§ **EXERCISE DESCRIPTION**:
Where in the listing does the string "edad" appear? Copy every line that holds it.

§ **PROVIDED RECORDS**:
◇ ◇ ◇ ◇ ◇

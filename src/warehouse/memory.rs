//! In-memory warehouse
//!
//! Serves catalog lookups from registered table definitions and returns the
//! registered rows for any statement that references a table. Predicates are
//! not evaluated. Every executed statement is recorded so callers can assert
//! on the SQL and parameters that reached the warehouse.

use async_trait::async_trait;
use parking_lot::Mutex;
use std::collections::HashMap;
use std::sync::atomic::{AtomicUsize, Ordering};
use std::time::Duration;

use super::{Params, Warehouse, WarehouseError};
use crate::data::{Row, Value};

#[derive(Debug, Clone)]
struct MemoryTable {
    /// (column_name, data_type, is_nullable)
    columns: Vec<(String, String, String)>,
    rows: Vec<Row>,
}

/// Scripted [`Warehouse`] for tests and local development
#[derive(Debug, Default)]
pub struct MemoryWarehouse {
    tables: Mutex<HashMap<String, MemoryTable>>,
    executed: Mutex<Vec<(String, Params)>>,
    failure: Mutex<Option<WarehouseError>>,
    latency: Option<Duration>,
    calls: AtomicUsize,
}

impl MemoryWarehouse {
    pub fn new() -> Self {
        Self::default()
    }

    /// Delay every statement, to widen race windows in concurrency tests
    pub fn with_latency(mut self, latency: Duration) -> Self {
        self.latency = Some(latency);
        self
    }

    /// Register a table with `(column_name, data_type)` pairs
    pub fn with_table(self, name: &str, columns: &[(&str, &str)]) -> Self {
        self.tables.lock().insert(
            name.to_string(),
            MemoryTable {
                columns: columns
                    .iter()
                    .map(|(c, t)| (c.to_string(), t.to_string(), "YES".to_string()))
                    .collect(),
                rows: Vec::new(),
            },
        );
        self
    }

    /// Mark a column as `NOT NULL` in the catalog
    pub fn with_required(self, table: &str, column: &str) -> Self {
        if let Some(t) = self.tables.lock().get_mut(table) {
            for (name, _, nullable) in &mut t.columns {
                if name == column {
                    *nullable = "NO".to_string();
                }
            }
        }
        self
    }

    /// Replace the rows returned for statements against `table`
    pub fn set_rows(&self, table: &str, rows: Vec<Row>) {
        if let Some(t) = self.tables.lock().get_mut(table) {
            t.rows = rows;
        }
    }

    /// Fail every subsequent statement with `error` until cleared with `None`
    pub fn set_failure(&self, error: Option<WarehouseError>) {
        *self.failure.lock() = error;
    }

    /// Number of statements executed so far
    pub fn calls(&self) -> usize {
        self.calls.load(Ordering::SeqCst)
    }

    /// Statements executed so far, in order
    pub fn executed(&self) -> Vec<(String, Params)> {
        self.executed.lock().clone()
    }

    fn catalog_columns(&self, params: &Params) -> Vec<Row> {
        let tables = self.tables.lock();
        let Some(table) = params
            .get("table")
            .and_then(Value::as_str)
            .and_then(|name| tables.get(name))
        else {
            return Vec::new();
        };

        table
            .columns
            .iter()
            .map(|(name, data_type, nullable)| {
                [
                    ("column_name".to_string(), Value::from(name.as_str())),
                    ("data_type".to_string(), Value::from(data_type.as_str())),
                    ("is_nullable".to_string(), Value::from(nullable.as_str())),
                ]
                .into_iter()
                .collect()
            })
            .collect()
    }

    fn catalog_tables(&self) -> Vec<Row> {
        let mut names: Vec<String> = self.tables.lock().keys().cloned().collect();
        names.sort();
        names
            .into_iter()
            .map(|name| [("table_name".to_string(), Value::String(name))].into_iter().collect())
            .collect()
    }

    fn table_rows(&self, sql: &str) -> Vec<Row> {
        let tables = self.tables.lock();
        // The first table referenced is the one the statement reads from
        tables
            .iter()
            .filter_map(|(name, t)| sql.find(&format!(".{}`", name)).map(|pos| (pos, t)))
            .min_by_key(|(pos, _)| *pos)
            .map(|(_, t)| t.rows.clone())
            .unwrap_or_default()
    }
}

#[async_trait]
impl Warehouse for MemoryWarehouse {
    async fn execute(&self, sql: &str, params: &Params) -> Result<Vec<Row>, WarehouseError> {
        self.calls.fetch_add(1, Ordering::SeqCst);
        self.executed.lock().push((sql.to_string(), params.clone()));

        if let Some(latency) = self.latency {
            tokio::time::sleep(latency).await;
        }

        if let Some(error) = self.failure.lock().clone() {
            return Err(error);
        }

        if sql.contains("INFORMATION_SCHEMA.COLUMNS") {
            Ok(self.catalog_columns(params))
        } else if sql.contains("INFORMATION_SCHEMA.TABLES") {
            Ok(self.catalog_tables())
        } else {
            Ok(self.table_rows(sql))
        }
    }
}

#[cfg(test)]
mod tests {
    use super::*;

    #[tokio::test]
    async fn test_catalog_and_rows() {
        let warehouse = MemoryWarehouse::new().with_table("clientes", &[("edad", "INT64")]);
        let row: Row = [("edad".to_string(), Value::Int64(30))].into_iter().collect();
        warehouse.set_rows("clientes", vec![row]);

        let mut params = Params::new();
        params.insert("table".to_string(), Value::from("clientes"));
        let columns = warehouse
            .execute("SELECT * FROM `p.d.INFORMATION_SCHEMA.COLUMNS`", &params)
            .await
            .unwrap();
        assert_eq!(columns.len(), 1);
        assert_eq!(columns[0]["data_type"], Value::from("INT64"));

        let rows = warehouse
            .execute("SELECT * FROM `p.d.clientes`", &Params::new())
            .await
            .unwrap();
        assert_eq!(rows.len(), 1);
        assert_eq!(warehouse.calls(), 2);
    }

    #[tokio::test]
    async fn test_failure_injection() {
        let warehouse = MemoryWarehouse::new();
        warehouse.set_failure(Some(WarehouseError::Network("down".into())));

        let result = warehouse.execute("SELECT 1", &Params::new()).await;
        assert!(matches!(result, Err(WarehouseError::Network(_))));

        warehouse.set_failure(None);
        assert!(warehouse.execute("SELECT 1", &Params::new()).await.is_ok());
    }
}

◇ ◇ ◇ ◇ ◇

§ **OUTPUT FOR THIS EXERCISE**:
        let warehouse = MemoryWarehouse::new().with_table("clientes", &[("edad", "INT64")]);
        let row: Row = [("edad".to_string(), Value::Int64(30))].into_iter().collect();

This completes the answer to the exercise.